The growth in net apartment rent for the quarter was driven by a 5.4% increase in net rental rates, offset by a 3.6% decline in occupancies. The 0.6% reduction in operating expenses for the quarter is the result of direct expenses being relatively flat while real estate taxes were down slightly from the prior year.

Opening Occupancy - Fall 2012

Same-community opening occupancy for the 2012-2013 lease term was 90.5% compared to 94.7% for the 2011-2012 lease term. Net rental rates for the 2012-2013 lease term increased approximately 5.1% over the prior lease term.
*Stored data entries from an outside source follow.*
//! Storage backend abstraction.
//!
//! The [`StoreBackend`] trait is the single seam between models and a concrete document
//! store. Every operation addresses one collection by name and one document by filter,
//! so models never see the store's native query language.
//!
//! # Traits
//!
//! - [`StoreBackend`]: The core trait for storage backends
//! - [`StoreBackendBuilder`]: Factory trait for creating backend instances
//!
//! # Examples
//!
//! ```ignore
//! use crudlayer::backend::StoreBackend;
//! use crudlayer::query::Filter;
//! use bson::doc;
//!
//! backend.insert_document(doc! { "book_id": "book_1", "title": "Dune" }, "books_info").await?;
//!
//! let found = backend
//!     .find_document(&Filter::eq("book_id", "book_1"), "books_info")
//!     .await?;
//! ```
//!
//! Backends are shared behind `Arc`, and `Arc<dyn StoreBackend>` is itself a backend, so
//! the concrete store can be chosen at runtime.

use std::{fmt::Debug, sync::Arc};

use async_trait::async_trait;
use bson::Document;

use crate::{
    error::StoreResult,
    pipeline::{AggregatedPage, SearchPipeline},
    query::Expr,
    schema::CollectionSchema,
};

/// Abstract interface for document storage backends.
///
/// # Thread Safety
///
/// All implementations must be thread-safe and support concurrent access from multiple
/// async tasks.
///
/// # Error Handling
///
/// Writes that would violate a unique index must fail with
/// [`StoreError::DuplicateKey`](crate::error::StoreError::DuplicateKey), and writes the
/// collection schema rejects with
/// [`StoreError::DocumentRejected`](crate::error::StoreError::DocumentRejected). Models
/// translate both into domain errors.
#[async_trait]
pub trait StoreBackend: Send + Sync + Debug {
    /// Creates the collection described by `schema`, or re-applies its validator, and
    /// creates any of its indexes that do not exist yet.
    async fn ensure_collection(&self, schema: &CollectionSchema) -> StoreResult<()>;

    /// Inserts one document.
    async fn insert_document(&self, document: Document, collection: &str) -> StoreResult<()>;

    /// Returns the first document matching `filter`, if any.
    async fn find_document(
        &self,
        filter: &Expr,
        collection: &str,
    ) -> StoreResult<Option<Document>>;

    /// Sets the fields of `changes` on the first document matching `filter`.
    ///
    /// Returns `false` when no document matched.
    async fn update_document(
        &self,
        filter: &Expr,
        changes: Document,
        collection: &str,
    ) -> StoreResult<bool>;

    /// Deletes the first document matching `filter`.
    ///
    /// Returns `false` when no document matched.
    async fn delete_document(&self, filter: &Expr, collection: &str) -> StoreResult<bool>;

    /// Runs a search pipeline, returning the total match count and one window of rows.
    async fn search(
        &self,
        pipeline: &SearchPipeline,
        collection: &str,
    ) -> StoreResult<AggregatedPage>;

    /// Drops a collection and everything in it. Dropping a missing collection succeeds.
    async fn drop_collection(&self, name: &str) -> StoreResult<()>;

    /// Cleanly shuts down the backend, releasing all resources.
    ///
    /// The default implementation is a no-op.
    async fn shutdown(self) -> StoreResult<()>
    where
        Self: Sized,
    {
        Ok(())
    }
}

#[async_trait]
impl<B> StoreBackend for &B
where
    B: StoreBackend + ?Sized,
{
    async fn ensure_collection(&self, schema: &CollectionSchema) -> StoreResult<()> {
        (**self).ensure_collection(schema).await
    }

    async fn insert_document(&self, document: Document, collection: &str) -> StoreResult<()> {
        (**self)
            .insert_document(document, collection)
            .await
    }

    async fn find_document(
        &self,
        filter: &Expr,
        collection: &str,
    ) -> StoreResult<Option<Document>> {
        (**self).find_document(filter, collection).await
    }

    async fn update_document(
        &self,
        filter: &Expr,
        changes: Document,
        collection: &str,
    ) -> StoreResult<bool> {
        (**self)
            .update_document(filter, changes, collection)
            .await
    }

    async fn delete_document(&self, filter: &Expr, collection: &str) -> StoreResult<bool> {
        (**self).delete_document(filter, collection).await
    }

    async fn search(
        &self,
        pipeline: &SearchPipeline,
        collection: &str,
    ) -> StoreResult<AggregatedPage> {
        (**self).search(pipeline, collection).await
    }

    async fn drop_collection(&self, name: &str) -> StoreResult<()> {
        (**self).drop_collection(name).await
    }
}

#[async_trait]
impl<B> StoreBackend for Arc<B>
where
    B: StoreBackend + ?Sized,
{
    async fn ensure_collection(&self, schema: &CollectionSchema) -> StoreResult<()> {
        (**self).ensure_collection(schema).await
    }

    async fn insert_document(&self, document: Document, collection: &str) -> StoreResult<()> {
        (**self)
            .insert_document(document, collection)
            .await
    }

    async fn find_document(
        &self,
        filter: &Expr,
        collection: &str,
    ) -> StoreResult<Option<Document>> {
        (**self).find_document(filter, collection).await
    }

    async fn update_document(
        &self,
        filter: &Expr,
        changes: Document,
        collection: &str,
    ) -> StoreResult<bool> {
        (**self)
            .update_document(filter, changes, collection)
            .await
    }

    async fn delete_document(&self, filter: &Expr, collection: &str) -> StoreResult<bool> {
        (**self).delete_document(filter, collection).await
    }

    async fn search(
        &self,
        pipeline: &SearchPipeline,
        collection: &str,
    ) -> StoreResult<AggregatedPage> {
        (**self).search(pipeline, collection).await
    }

    async fn drop_collection(&self, name: &str) -> StoreResult<()> {
        (**self).drop_collection(name).await
    }
}

#[async_trait]
pub trait StoreBackendBuilder {
    type Backend: StoreBackend;

    async fn build(self) -> StoreResult<Self::Backend>;
}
The Company provides a property-by-property leasing schedule in its quarterly earnings supplement located at http://www.snl.com/irweblinkx/yearlypresentations.aspx?iid=4095382.

University of Kentucky

In December 2011, the Company was selected by the University of Kentucky (“UK”) to negotiate the potential revitalization of UK's entire campus housing portfolio and expansion of such to more than 9,000 beds within five to seven years (the "UK Campus Housing Revitalization Plan"). The UK Campus Housing Revitalization Plan is being financed through EdR's On-Campus Equity Plan - The ONE PlanSM with EdR leasing, managing and operating the communities. Construction of Phase I of the plan, a 601-bed community called New Central Residence Hall, began in the spring of 2012 and is expected to open in summer of 2013.

On October 18, 2012, the Company and UK signed documents for the second phase of the UK Campus Housing Revitalization Plan. The signings clear the way for Phase II of the project that will include four communities with 2,317 beds and a total project cost of approximately $133.7 million. Site work is scheduled to begin this fall with all four communities opening in the summer of 2014.

Investment Activity - Developments

All three company-owned 2012 development deliveries, aggregating a total investment of approximately $91.2 million, opened in August 2012. On average the new communities opened the 2012-2013 lease term 96.7% leased with average monthly rental rates of $839 per bed. Furthermore, the Johns Hopkins participating development, with a total project cost of $60.7 million, opened in August of 2012.

All five of the announced company-owned 2013 developments, aggregating a total investment of approximately $190 million are proceeding as expected.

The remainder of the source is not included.